Der mentsh trakht un Gott lakht

It has always amused me that people could dismiss the complaints of others with the platitude that we all have to live with our choices.

It is sobering to realize that every choice we make, every action we take, however trivial, might have serious consequences, which move forward in an endless wave, affecting people through eternity. La Rochefoucauld said, “There is scarcely a single man sufficiently aware to know all the evil he does.” I believe we don’t know all the good we do, either. A few years ago I gave a frantic man a quarter for a parking meter. As he ran off, he yelled over his shoulder that I had saved his life. I will never know what effect I had on his family, his career. We can never even know how the lives of the strangers we pass on the street might be changed by the casual smile or scowl on our face. So how can we make wise decisions if we face some alternatives with only a superficial awareness of the consequences?

We are all familiar with the that’s-good-that’s-bad story. I was once stunned not to be hired as communications director in the Calgary office of the company I worked for. But the office closed six months later and the people who had interviewed me were back in Ottawa looking for new jobs. The eventual date of my dismissal from that company was one month after my sixtieth birthday. That meant I could not collect a lump sum payout but had to be content with what I thought was a paltry company pension. I resented having my choices limited; there was a fortune waiting for me in the stock market. But if I had invested the money on my own, market conditions would have cut my savings in half within three years. Not only did that not happen, but the company soon returned a significant portion of the money I had contributed to the pension fund over the years because it had accumulated excess funds. And my pension continues.

We can plan forever, but we must respond to reality, rolling with the punches and learning from the good as well as from the bad. The lessons can be profound.

Every choice we make limits our ability to do some other things. Every door might open on a new world of opportunity, or it might show us another door. Or it might take us out of the game altogether. As humans, we have only the most rudimentary sense of cause and effect. Even when we think we understand the consequences of our actions, we sometimes act in darkness, and often in a fog. It is almost impossible to escape the haze of shortsightedness that stands between us and our choices.

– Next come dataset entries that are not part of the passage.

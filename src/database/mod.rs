//! Database module

pub mod connection;

pub use connection::create_pool;
use axum::{
    extract::{Path, Query, State},
    routing::{get, post},
    Json, Router,
};
use uuid::Uuid;

use crate::controllers::reservation_controller::ReservationController;
use crate::dto::reservation_dto::{
    AvailabilityQuery, AvailabilityResponse, CancelReservationRequest, CreateReservationRequest,
    ReservationFilters, ReservationResponse, TransitionReservationRequest,
};
use crate::dto::ApiResponse;
use crate::state::AppState;
use crate::utils::errors::AppError;

pub fn create_reservation_router() -> Router<AppState> {
    Router::new()
        .route("/", post(create_reservation))
        .route("/", get(list_reservations))
        .route("/availability", get(check_availability))
        .route("/:id", get(get_reservation))
        .route("/:id/transition", post(transition_reservation))
        .route("/:id/cancel", post(cancel_reservation))
}

fn controller(state: &AppState) -> ReservationController {
    ReservationController::new(
        state.pool.clone(),
        state.events.clone(),
        state.config.lock_timeout_ms,
    )
}

async fn create_reservation(
    State(state): State<AppState>,
    Json(request): Json<CreateReservationRequest>,
) -> Result<Json<ApiResponse<ReservationResponse>>, AppError> {
    let response = controller(&state).create(request).await?;
    Ok(Json(response))
}

async fn list_reservations(
    State(state): State<AppState>,
    Query(filters): Query<ReservationFilters>,
) -> Result<Json<Vec<ReservationResponse>>, AppError> {
    let response = controller(&state).list(filters).await?;
    Ok(Json(response))
}

async fn get_reservation(
    State(state): State<AppState>,
    Path(id): Path<Uuid>,
) -> Result<Json<ReservationResponse>, AppError> {
    let response = controller(&state).get_by_id(id).await?;
    Ok(Json(response))
}

async fn check_availability(
    State(state): State<AppState>,
    Query(query): Query<AvailabilityQuery>,
) -> Result<Json<AvailabilityResponse>, AppError> {
    let response = controller(&state).check_availability(query).await?;
    Ok(Json(response))
}

async fn transition_reservation(
    State(state): State<AppState>,
    Path(id): Path<Uuid>,
    Json(request): Json<TransitionReservationRequest>,
) -> Result<Json<ApiResponse<ReservationResponse>>, AppError> {
    let response = controller(&state).transition(id, request).await?;
    Ok(Json(response))
}

async fn cancel_reservation(
    State(state): State<AppState>,
    Path(id): Path<Uuid>,
    Json(request): Json<CancelReservationRequest>,
) -> Result<Json<ApiResponse<ReservationResponse>>, AppError> {
    let response = controller(&state).cancel(id, request).await?;
    Ok(Json(response))
}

Sometimes it helps us cope with life to say we have lived by our principles, to believe that our actions have been guided by the best evidence, to assert our faith that everything will be all right in the end. In the broadest sense, we may find deep comfort in these beliefs. But when we hit the deepest ruts and the biggest bumps along the road, they are only words. It is no comfort to realize that our choices brought us to the present circumstances.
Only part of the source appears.